DrREC is not just any Darwinist. He holds a doctorate and has published on complex matters of biology in peer reviewed journals. He is not stupid. That’s why I like to use his examples in my posts. I am not picking on a defenseless layman. He’s among the Darwinists’ best and brightest. So let’s get to his latest pronouncement from on high:
Pulsars often have a complex behavior. But is it specified? If we took the pattern of pulses we detect as the ‘design specification’ — the pattern we search for, we would conclude yes. Totally and undeniably circular. Prove me wrong.
Here’s the problem with DrREC’s reasoning. He seems to assume (despite being told the contrary numerous times), that any “pattern” can be designated post hoc as “specified.” He does not seem to understand the most basic concepts of design theory. The answer is that not any pattern can legitimately be called a specification.

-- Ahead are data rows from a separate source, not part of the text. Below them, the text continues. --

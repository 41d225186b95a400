//! Net profit, break-even, ROI and payback for a single month.

use crate::checked;
use crate::costs::CostBreakdown;
use crate::revenue::RevenueBreakdown;
use fin_core::{validate_investment, EffectiveParameters, ValidationError};
use rust_decimal::Decimal;
use serde::Serialize;

/// Figures of one month. Built fresh on every computation.
#[derive(Clone, Copy, Debug, PartialEq, Serialize)]
pub struct MonthFigures {
    pub revenue: RevenueBreakdown,
    pub total_revenue: Decimal,
    pub costs: CostBreakdown,
    pub fixed_expenses: Decimal,
    pub net_profit: Decimal,
    /// Net profit over revenue; 0 when there is no revenue.
    pub net_margin: Decimal,
}

/// Months needed to recover the investment.
#[derive(Clone, Copy, Debug, PartialEq, Serialize)]
#[serde(tag = "kind", content = "months", rename_all = "snake_case")]
pub enum Payback {
    Months(Decimal),
    /// Monthly profit is zero or negative; the investment never comes back.
    NotRecoverable,
}

impl Payback {
    pub fn months(&self) -> Option<Decimal> {
        match self {
            Payback::Months(m) => Some(*m),
            Payback::NotRecoverable => None,
        }
    }
}

#[derive(Clone, Copy, Debug, PartialEq, Serialize)]
pub struct UnitEconomicsSummary {
    /// 1 - core COGS ratio - variable expense ratio.
    pub contribution_margin_ratio: Decimal,
    pub break_even_revenue: Decimal,
    pub break_even_customers: Decimal,
    /// Annualized: twelve base months of net profit over the investment.
    pub roi_annual: Decimal,
    pub payback: Payback,
}

/// Costs eat all of each revenue dollar; no break-even exists.
#[derive(Clone, Copy, Debug, PartialEq, Serialize)]
pub struct InfeasibleMarker {
    pub contribution_margin_ratio: Decimal,
}

#[derive(Clone, Copy, Debug, PartialEq, Serialize)]
#[serde(tag = "status", rename_all = "snake_case")]
pub enum SummaryOutcome {
    Feasible(UnitEconomicsSummary),
    Infeasible(InfeasibleMarker),
}

impl SummaryOutcome {
    pub fn feasible(&self) -> Option<&UnitEconomicsSummary> {
        match self {
            SummaryOutcome::Feasible(s) => Some(s),
            SummaryOutcome::Infeasible(_) => None,
        }
    }
}

/// Net profit over revenue, guarding against zero revenue.
pub fn net_margin(
    net_profit: Decimal,
    total_revenue: Decimal,
) -> Result<Decimal, ValidationError> {
    if total_revenue > Decimal::ZERO {
        checked::div("net margin", net_profit, total_revenue)
    } else {
        Ok(Decimal::ZERO)
    }
}

pub fn contribution_margin_ratio(params: &EffectiveParameters) -> Decimal {
    Decimal::ONE - params.core_cogs_ratio - params.variable_expense_ratio
}

/// Combine revenue, costs and fixed expenses into a month.
pub fn compute_month_figures(
    revenue: &RevenueBreakdown,
    costs: &CostBreakdown,
    fixed_expenses: Decimal,
) -> Result<MonthFigures, ValidationError> {
    let total_revenue = revenue.checked_total()?;
    let net_profit = checked::sub(
        "net profit",
        costs.gross_profit,
        checked::add("operating expenses", fixed_expenses, costs.variable_expenses)?,
    )?;
    Ok(MonthFigures {
        revenue: *revenue,
        total_revenue,
        costs: *costs,
        fixed_expenses,
        net_profit,
        net_margin: net_margin(net_profit, total_revenue)?,
    })
}

/// Break-even, ROI and payback of the base month.
///
/// The break-even uses the core contribution margin, so additional streams
/// with better margins make it conservative. A non-positive margin yields
/// [`SummaryOutcome::Infeasible`] rather than an error.
pub fn compute_summary(
    base: &MonthFigures,
    params: &EffectiveParameters,
    investment: Decimal,
) -> Result<SummaryOutcome, ValidationError> {
    validate_investment(investment)?;
    let cm = contribution_margin_ratio(params);
    if cm <= Decimal::ZERO {
        return Ok(SummaryOutcome::Infeasible(InfeasibleMarker {
            contribution_margin_ratio: cm,
        }));
    }

    let break_even_revenue = checked::div("break-even revenue", base.fixed_expenses, cm)?;
    let break_even_customers = if params.average_ticket > Decimal::ZERO {
        checked::div(
            "break-even customers",
            break_even_revenue,
            params.average_ticket,
        )?
    } else {
        Decimal::ZERO
    };
    let annual_profit = checked::mul("annual profit", base.net_profit, Decimal::from(12u32))?;
    let roi_annual = checked::div("annual ROI", annual_profit, investment)?;
    let payback = if base.net_profit > Decimal::ZERO {
        Payback::Months(checked::div("payback", investment, base.net_profit)?)
    } else {
        Payback::NotRecoverable
    };

    Ok(SummaryOutcome::Feasible(UnitEconomicsSummary {
        contribution_margin_ratio: cm,
        break_even_revenue,
        break_even_customers,
        roi_annual,
        payback,
    }))
}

In a comment to my prior post Bruce David explains the concept nicely as follows:
Dembski’s work builds on that of earlier probability theorists’ who were wrestling with the problem that, for example, any pattern of heads and tails obtained by tossing a coin 100 times is equally improbable, yet intuitively, a pattern of 50 heads followed by 50 tails is in some sense far less probable than a ‘normal’ random pattern. In order to solve this conundrum, they came up with the idea of specification—if the pattern of heads and tails can be described independently of the actual pattern itself, then it is specified, and specified patterns can be said to be non-random. And note, the pattern does not have to be described ahead of time; the requirement is just that it is capable of being described independently of the actual pattern itself. In other words, a normal ‘random’ pattern can only be described by something equivalent to ‘the first toss was heads, the second heads, the third tails,’ and so on, whereas the example above is specified because it can be described as I already have, namely, ’50 heads followed by 50 tails’.
Back to DrREC’s question. The pulses from the pulsar are indeed highly complex (i.e., improbable). But they are never specified because they cannot be, as Bruce says, “described independently of the actual pattern itself.” Therefore if we “took the pattern of pulses we detect as the ‘design specification'” even though that pattern could not be described independently of the actual pattern itself, we would simply be wrong. That pattern does not conform to the definition of a specification.
DrREC basically says, “If we call any pattern we find a “specification” then any pattern we find will be a “specification,” and that gets us nowhere. Well, of course he is right as far as it goes. But at a deeper and more meaningful level he is wrong, because no one says you can call just any pattern you find a specification. The pattern must conform to a strict criterion before it can be considered a specification.
So DrREC, I answered your question. While we are on the issue of pulses you can answer mine. Suppose researchers detect a repeating series of 1,126 pulses and pauses of unknown origin. The pulses and pauses start like this (with one’s conforming to pulses and zero’s conforming to pauses): 110111011111011111110 . . . After analyzing the series they determine that the zero’s are spaces between numbers and the one’s add up to numbers. Thus, the excerpt I reproduced would be 2, 3, 5 and 7, the first four prime numbers. The researchers suddenly realize that the 1,126 pulses and pauses represent the prime numbers between 1 and 100. (Obviously, this was the series in the movie Contact).
My question for you DrREC is this: Would you join Arch-atheist, uber-materialist, Darwinist Carl Sagan and conclude that this series is obviously designed by an intelligent agent? If so, why? After all, it is a hard fact that this series of 1,126 pulses and pauses is NO MORE IMPROBABLE than any other series of 1,126 pulses and pauses.